Watch: The Mayo Clinic Minute

Journalists: Broadcast-quality video pkg (1:00) is in the downloads. Read the script.

Do you really need a snack?

"You can even think of the acronym HALT," says Angie Murad, a dietitian for the Mayo Clinic Healthy Living Program. "So am I truly hungry? Am I angry, lonely or tired?"

Murad says if your answer doesn’t start with “H,” skip the snack. She suggests taking a short walk or calling a friend.

"Do some type of alternate activity to get you out of that pattern of impulse eating," she adds.

If you truly are hungry, reach first for fruits and vegetables.

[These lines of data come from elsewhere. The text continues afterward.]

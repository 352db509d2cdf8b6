use std::path::Path;

mod accounts;
mod maintenance;
mod ops_events;
mod ratings;
mod time_and_keys;
mod usage_log;

pub use maintenance::maintain_store_dir;
pub use ops_events::OpsEvent;
pub use time_and_keys::{iso_from_unix_ms, unix_ms};

/// Handle to the embedded document store. Cheap to clone; every clone shares one database.
#[derive(Clone)]
pub struct Store {
    db: sled::Db,
}

impl Store {
    const MAX_EVENTS: usize = 200;

    fn allowed_key_prefixes() -> [&'static [u8]; 4] {
        [b"usage:", b"rating:", b"user:", b"event:"]
    }

    pub fn open(path: &Path) -> Result<Self, sled::Error> {
        Ok(Self {
            db: sled::open(path)?,
        })
    }

    fn decode<T: serde::de::DeserializeOwned>(bytes: &[u8]) -> Option<T> {
        serde_json::from_slice(bytes).ok()
    }

    fn encode<T: serde::Serialize>(value: &T) -> Vec<u8> {
        serde_json::to_vec(value).unwrap_or_default()
    }
}
use serde::{Deserialize, Serialize};

use super::plans::PlanType;

/// Subscription states as reported by the payment provider.
#[derive(Debug, Clone, PartialEq, Eq, Serialize, Deserialize)]
#[serde(rename_all = "snake_case")]
pub enum SubscriptionStatus {
    Trialing,
    Active,
    PastDue,
    Unpaid,
    Incomplete,
    IncompleteExpired,
    Paused,
    Canceled,
    #[serde(other)]
    Unknown,
}

impl SubscriptionStatus {
    pub fn parse(raw: &str) -> Self {
        serde_json::from_value(serde_json::Value::String(raw.trim().to_ascii_lowercase()))
            .unwrap_or(SubscriptionStatus::Unknown)
    }
}

/// Per-user account document. Seeded by the trial tracker, updated by billing webhooks.
#[derive(Debug, Clone, PartialEq, Serialize, Deserialize)]
#[serde(rename_all = "camelCase")]
pub struct UserRecord {
    pub user_id: String,
    #[serde(default, skip_serializing_if = "Option::is_none")]
    pub trial_started_at_unix_ms: Option<u64>,
    #[serde(default, skip_serializing_if = "Option::is_none")]
    pub subscription_status: Option<SubscriptionStatus>,
    #[serde(default)]
    pub plan_type: PlanType,
    #[serde(default, skip_serializing_if = "Option::is_none")]
    pub price_id: Option<String>,
    #[serde(default, skip_serializing_if = "Option::is_none")]
    pub customer_id: Option<String>,
    #[serde(default, skip_serializing_if = "Option::is_none")]
    pub subscription_id: Option<String>,
    #[serde(default)]
    pub updated_at_unix_ms: u64,
}

impl UserRecord {
    pub fn new(user_id: &str) -> Self {
        Self {
            user_id: user_id.to_string(),
            trial_started_at_unix_ms: None,
            subscription_status: None,
            plan_type: PlanType::Free,
            price_id: None,
            customer_id: None,
            subscription_id: None,
            updated_at_unix_ms: 0,
        }
    }

    pub fn is_subscribed(&self) -> bool {
        self.subscription_status == Some(SubscriptionStatus::Active)
    }
}

/// Fields a billing event may change on a user record. `None` leaves the field as is.
#[derive(Debug, Clone, Default, PartialEq)]
pub struct SubscriptionUpdate {
    pub status: Option<SubscriptionStatus>,
    pub plan_type: Option<PlanType>,
    pub price_id: Option<String>,
    pub customer_id: Option<String>,
    pub subscription_id: Option<String>,
}

impl SubscriptionUpdate {
    pub fn apply(&self, record: &mut UserRecord, now_ms: u64) {
        if let Some(status) = &self.status {
            record.subscription_status = Some(status.clone());
        }
        if let Some(plan) = self.plan_type {
            record.plan_type = plan;
        }
        if let Some(price_id) = &self.price_id {
            record.price_id = Some(price_id.clone());
        }
        if let Some(customer_id) = &self.customer_id {
            record.customer_id = Some(customer_id.clone());
        }
        if let Some(subscription_id) = &self.subscription_id {
            record.subscription_id = Some(subscription_id.clone());
        }
        record.updated_at_unix_ms = now_ms;
    }
}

"They are high in fiber," explains Murad. "So they can help you feel satisfied for longer periods of time."

Murad says the same is true of snacks that contain protein – like a hard-boiled egg, low-fat cheeses or hummus.

"Nuts are also a good healthy snack," she adds.

Although, Murad cautions, nuts are higher in calories – an important consideration in snacks.

"If you’re not very active, then you want to consider a snack that’s 200 calories or lower," explains Murad.

Think 100 to 200 calories if you're not moving around a lot. Even if you’re more active, try to keep snacks to less than 300 calories.